И с этими словами Деодатус позвонил в колокольчик. Граф стиснул зубы и смерил Деодатуса страшным взглядом.
— Берегись, — сказал он. — Берегись, мальчик. У тебя несчастливое лицо. Смотри, оно может не понравиться кому-нибудь другому так же, как и мне.
Дверь отворилась, и в комнату вошел маленький господин с золотой табакеркой, которого благосклонный читатель уже знает как городского советника, сидевшего в гостинице «Золотой Козел» и очень умно и тонко рассуждавшего за обедом.
Граф бросился к двери с угрожающим Деодатусу жестом так стремительно, что маленький советник и его спутник посмотрели на него с удивлением.
За советником шел невысокий кривобокий человечек, несший под мышкой кипу бумаг, а за ним выступали двое городовых стражников, которые тотчас же стали у двери на часах.
Советник приветствовал Деодатуса с официальным видом; человечек с трудом притащил к постели стол, положил на него бумагу, достал из кармана письменный прибор, вскарабкался на придвинутый стул и уселся, приготовясь писать с пером в руке и уставясь в выжидательной позе на советника. Последний между тем поставил себе стул вплотную к постели Деодатуса.
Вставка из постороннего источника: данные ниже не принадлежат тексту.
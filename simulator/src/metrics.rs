//! Simulation metrics.

use std::collections::VecDeque;

use fxql_protocol::Reply;

/// Simulation metrics.
#[derive(Debug, Clone)]
pub struct SimulationMetrics {
    /// Total requests sent.
    pub total_requests: u64,
    /// Requests answered with 2xx.
    pub successful_requests: u64,
    /// Requests refused by a rate limiter.
    pub rate_limited_requests: u64,
    /// Other rejections.
    pub rejected_requests: u64,
    /// Replies served from the idempotency cache.
    pub replayed_requests: u64,
    /// Latency samples (ms).
    latency_samples: VecDeque<u64>,
    /// Maximum samples to keep.
    max_samples: usize,
}

impl SimulationMetrics {
    /// Create new metrics.
    pub fn new() -> Self {
        Self {
            total_requests: 0,
            successful_requests: 0,
            rate_limited_requests: 0,
            rejected_requests: 0,
            replayed_requests: 0,
            latency_samples: VecDeque::with_capacity(10000),
            max_samples: 10000,
        }
    }

    /// Record one reply and how long it took.
    pub fn record(&mut self, reply: &Reply, latency_ms: u64) {
        self.total_requests += 1;
        if reply.is_success() {
            self.successful_requests += 1;
        } else if reply.status == 429 {
            self.rate_limited_requests += 1;
        } else {
            self.rejected_requests += 1;
        }
        if reply.replayed {
            self.replayed_requests += 1;
        }

        if self.latency_samples.len() >= self.max_samples {
            self.latency_samples.pop_front();
        }
        self.latency_samples.push_back(latency_ms);
    }

    /// Get average latency in ms.
    pub fn average_latency_ms(&self) -> u64 {
        if self.latency_samples.is_empty() {
            return 0;
        }

        let sum: u64 = self.latency_samples.iter().sum();
        sum / self.latency_samples.len() as u64
    }

    /// Get p50 latency.
    pub fn p50_latency_ms(&self) -> u64 {
        self.percentile_latency(50)
    }

    /// Get p99 latency.
    pub fn p99_latency_ms(&self) -> u64 {
        self.percentile_latency(99)
    }

    fn percentile_latency(&self, percentile: usize) -> u64 {
        if self.latency_samples.is_empty() {
            return 0;
        }

        let mut sorted: Vec<_> = self.latency_samples.iter().copied().collect();
        sorted.sort_unstable();

        let idx = (sorted.len() * percentile / 100).min(sorted.len() - 1);
        sorted[idx]
    }

    /// Get success rate.
    pub fn success_rate(&self) -> f64 {
        if self.total_requests == 0 {
            return 0.0;
        }

        self.successful_requests as f64 / self.total_requests as f64
    }
}

impl Default for SimulationMetrics {
    fn default() -> Self {
        Self::new()
    }
}
//! Time utilities and constants for the FXQL gateway.

use chrono::{DateTime, Duration, SecondsFormat, Utc};

/// Gateway timing constants.
pub mod constants {
    use super::Duration;

    /// How long an idempotent response stays replayable (24 hours).
    pub fn idempotency_retention() -> Duration {
        Duration::hours(24)
    }

    /// Interval between idempotency record sweeps (1 hour).
    pub fn idempotency_cleanup_interval() -> Duration {
        Duration::hours(1)
    }

    /// Interval between local rate counter sweeps (60 seconds).
    pub fn local_counter_sweep_interval() -> Duration {
        Duration::seconds(60)
    }

    /// Default sustained admission window (60 seconds).
    pub fn sustained_window() -> Duration {
        Duration::seconds(60)
    }

    /// Burst admission window (1 second).
    pub fn burst_window() -> Duration {
        Duration::seconds(1)
    }

    /// Interval between remote counter reconnection probes (5 seconds).
    pub fn remote_probe_interval() -> Duration {
        Duration::seconds(5)
    }
}

/// A timestamp, always UTC.
pub type Timestamp = DateTime<Utc>;

/// Get the current timestamp.
pub fn now() -> Timestamp {
    Utc::now()
}

/// Render a timestamp the way response envelopes carry it
/// (ISO-8601, millisecond precision, `Z` suffix).
pub fn iso8601(timestamp: Timestamp) -> String {
    timestamp.to_rfc3339_opts(SecondsFormat::Millis, true)
}

/// Duration extensions for convenient conversion.
pub trait DurationExt {
    fn as_std(&self) -> std::time::Duration;
}

impl DurationExt for Duration {
    fn as_std(&self) -> std::time::Duration {
        self.to_std().unwrap_or(std::time::Duration::ZERO)
    }
}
Тот, крайне недовольный, ждал, что из этого в конце концов выйдет. Наконец советник начал следующую патетическую речь:
— Господин Габерланд, или господин Швенди, так как вам, милостивый государь, который лежит теперь передо мною в постели, почему-то нравится носить два различных имени, невзирая на то, что это роскошь, какой не может потерпеть самое снисходительное правительство. Но, я надеюсь, что вы теперь, когда высокомудрый городской совет уже сам все разузнал самым точным образом, не будете затягивать вашего ареста излишним запирательством. С этого момента вы арестованы, что вы можете понять по приставленному в вашей комнате караулу из верных и почтенных городских стражей…
Деодатус спросил с удивлением, в каком преступлении он мог обвиняться и какое право имеют задерживать его, путешествующего иностранца.
На это советник возразил, что Швенди нарушил недавно изданный всемилостивейшим государем и князем закон о дуэлях, так как, что вполне очевидно, он дрался в лесу на дуэли; это подтверждалось найденным в его кармане пистолетом. Теперь Швенди предлагалось немедля назвать своего противника и присутствовавших при дуэли секундантов, а также подробно рассказать, как все происходило.
Тут Деодатус заявил очень твердо и спокойно, что дело идет не о дуэли, а о злодейском покушении на его жизнь и что обстоятельства, неясные для него самого и которые должны быть еще менее понятны для высокомудрого совета, завлекли его помимо его сознательного желания в лес. Угрозы одного совершенно незнакомого ему лица побудили его на всякий случай вооружиться, и высокомудрый совет сделал бы гораздо лучше и выполнил бы возложенные на него обязанности охранять покой и порядки гораздо полнее, если бы вместо того, чтобы на основании беспочвенных догадок производить арест и расследование, занялся преследованием убийцы.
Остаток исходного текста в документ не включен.